[[ The input open ]]
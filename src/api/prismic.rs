//! Prismic REST API client

use reqwest::Url;
use serde::de::DeserializeOwned;
use serde::Deserialize;
use std::time::Duration;
use tokio::sync::OnceCell;

use super::{ApiError, ContentSource};
use crate::config::ApiConfig;
use crate::content::{ContentBlock, PostDetail, PostPage, PostSummary};

/// Client for one Prismic repository
pub struct PrismicClient {
    http: reqwest::Client,
    endpoint: Url,
    access_token: Option<String>,
    document_type: String,
    page_size: usize,
    master_ref: OnceCell<String>,
}

/// `GET {endpoint}` response (only what we read)
#[derive(Deserialize)]
struct ApiInfo {
    refs: Vec<ApiRef>,
}

#[derive(Deserialize)]
struct ApiRef {
    #[serde(rename = "ref")]
    reference: String,
    #[serde(rename = "isMasterRef", default)]
    is_master_ref: bool,
}

/// `documents/search` response
#[derive(Deserialize)]
struct SearchResponse<T> {
    results: Vec<Document<T>>,
    #[serde(default, deserialize_with = "crate::content::cursor")]
    next_page: Option<String>,
}

#[derive(Deserialize)]
struct Document<T> {
    id: String,
    uid: Option<String>,
    first_publication_date: Option<String>,
    data: T,
}

impl<T> Document<T> {
    /// Documents without a uid are routed by their id
    fn route_key(&self) -> String {
        self.uid.clone().unwrap_or_else(|| self.id.clone())
    }
}

#[derive(Deserialize)]
struct SummaryFields {
    #[serde(default, deserialize_with = "crate::content::null_as_empty")]
    title: String,
    #[serde(default, deserialize_with = "crate::content::null_as_empty")]
    subtitle: String,
    #[serde(default, deserialize_with = "crate::content::null_as_empty")]
    author: String,
}

#[derive(Deserialize)]
struct DetailFields {
    #[serde(default, deserialize_with = "crate::content::null_as_empty")]
    title: String,
    #[serde(default)]
    banner: Option<ImageField>,
    #[serde(default, deserialize_with = "crate::content::null_as_empty")]
    author: String,
    #[serde(default)]
    content: Vec<ContentBlock>,
}

#[derive(Deserialize, Default)]
struct ImageField {
    url: Option<String>,
}

impl From<Document<SummaryFields>> for PostSummary {
    fn from(doc: Document<SummaryFields>) -> Self {
        PostSummary {
            uid: doc.route_key(),
            first_publication_date: doc.first_publication_date,
            title: doc.data.title,
            subtitle: doc.data.subtitle,
            author: doc.data.author,
        }
    }
}

impl From<Document<DetailFields>> for PostDetail {
    fn from(doc: Document<DetailFields>) -> Self {
        let uid = doc.route_key();
        PostDetail {
            uid,
            first_publication_date: doc.first_publication_date,
            title: doc.data.title,
            banner: doc.data.banner.and_then(|b| b.url).unwrap_or_default(),
            author: doc.data.author,
            content: doc.data.content,
        }
    }
}

impl From<SearchResponse<SummaryFields>> for PostPage {
    fn from(response: SearchResponse<SummaryFields>) -> Self {
        PostPage {
            results: response.results.into_iter().map(PostSummary::from).collect(),
            next_page: response.next_page,
        }
    }
}

impl PrismicClient {
    /// Create a client from the `api` section of the site config
    pub fn new(config: &ApiConfig) -> Result<Self, ApiError> {
        let endpoint = Url::parse(config.endpoint.trim())
            .map_err(|e| ApiError::InvalidEndpoint(format!("{}: {}", config.endpoint, e)))?;
        if !matches!(endpoint.scheme(), "http" | "https") {
            return Err(ApiError::InvalidEndpoint(config.endpoint.clone()));
        }

        let http = reqwest::Client::builder()
            .timeout(Duration::from_secs(config.timeout_secs))
            .user_agent(concat!("spacetraveling/", env!("CARGO_PKG_VERSION")))
            .build()?;

        Ok(Self {
            http,
            endpoint,
            access_token: config.access_token.clone(),
            document_type: config.document_type.clone(),
            page_size: config.page_size,
            master_ref: OnceCell::new(),
        })
    }

    /// Resolve (once) the ref every search has to name
    async fn master_ref(&self) -> Result<&str, ApiError> {
        let reference = self
            .master_ref
            .get_or_try_init(|| async {
                let mut request = self.http.get(self.endpoint.clone());
                if let Some(token) = &self.access_token {
                    request = request.query(&[("access_token", token)]);
                }
                let info: ApiInfo = self.get_json(request).await?;
                let master = info
                    .refs
                    .into_iter()
                    .find(|r| r.is_master_ref)
                    .ok_or(ApiError::MissingMasterRef)?;
                tracing::debug!("Resolved master ref {}", master.reference);
                Ok::<_, ApiError>(master.reference)
            })
            .await?;
        Ok(reference.as_str())
    }

    fn search_url(&self) -> String {
        format!(
            "{}/documents/search",
            self.endpoint.as_str().trim_end_matches('/')
        )
    }

    fn type_predicate(&self) -> String {
        format!("[[at(document.type,\"{}\")]]", self.document_type)
    }

    fn uid_predicate(&self, uid: &str) -> String {
        format!(
            "[[at(my.{}.uid,\"{}\")]]",
            self.document_type,
            uid.replace('\\', "\\\\").replace('"', "\\\"")
        )
    }

    async fn search<T: DeserializeOwned>(
        &self,
        predicate: &str,
        page_size: usize,
    ) -> Result<SearchResponse<T>, ApiError> {
        let reference = self.master_ref().await?;
        let page_size = page_size.to_string();
        let mut request = self.http.get(self.search_url()).query(&[
            ("ref", reference),
            ("q", predicate),
            ("pageSize", page_size.as_str()),
        ]);
        if let Some(token) = &self.access_token {
            request = request.query(&[("access_token", token)]);
        }
        self.get_json(request).await
    }

    /// Accept only cursors that point back at the configured repository
    fn check_cursor(&self, cursor: &str) -> Result<Url, ApiError> {
        let url = Url::parse(cursor).map_err(|_| ApiError::InvalidCursor(cursor.to_string()))?;
        let same_origin = url.scheme() == self.endpoint.scheme()
            && url.host_str() == self.endpoint.host_str()
            && url.port_or_known_default() == self.endpoint.port_or_known_default();
        if same_origin {
            Ok(url)
        } else {
            Err(ApiError::InvalidCursor(cursor.to_string()))
        }
    }

    async fn get_json<T: DeserializeOwned>(
        &self,
        request: reqwest::RequestBuilder,
    ) -> Result<T, ApiError> {
        let response = request.send().await?;
        let status = response.status();
        if !status.is_success() {
            return Err(ApiError::Status {
                status: status.as_u16(),
                url: response.url().to_string(),
            });
        }
        let body = response.text().await?;
        Ok(serde_json::from_str(&body)?)
    }
}

impl ContentSource for PrismicClient {
    async fn list_posts(&self) -> Result<PostPage, ApiError> {
        let response: SearchResponse<SummaryFields> =
            self.search(&self.type_predicate(), self.page_size).await?;
        tracing::debug!(
            "Listed {} {} (more: {})",
            response.results.len(),
            self.document_type,
            response.next_page.is_some()
        );
        Ok(response.into())
    }

    async fn post_by_uid(&self, uid: &str) -> Result<PostDetail, ApiError> {
        let response: SearchResponse<DetailFields> =
            self.search(&self.uid_predicate(uid), 1).await?;
        response
            .results
            .into_iter()
            .next()
            .map(PostDetail::from)
            .ok_or_else(|| ApiError::NotFound {
                uid: uid.to_string(),
            })
    }

    async fn fetch_page(&self, cursor: &str) -> Result<PostPage, ApiError> {
        let url = self.check_cursor(cursor)?;
        tracing::debug!("Fetching page {}", url);
        let response: SearchResponse<SummaryFields> = self.get_json(self.http.get(url)).await?;
        Ok(response.into())
    }
}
[[ The input closed ]]
> [Aim of the task] Only a number belongs in the answer: the number of lines in the preceding data that hold "ImageField".

> [Finished task] 2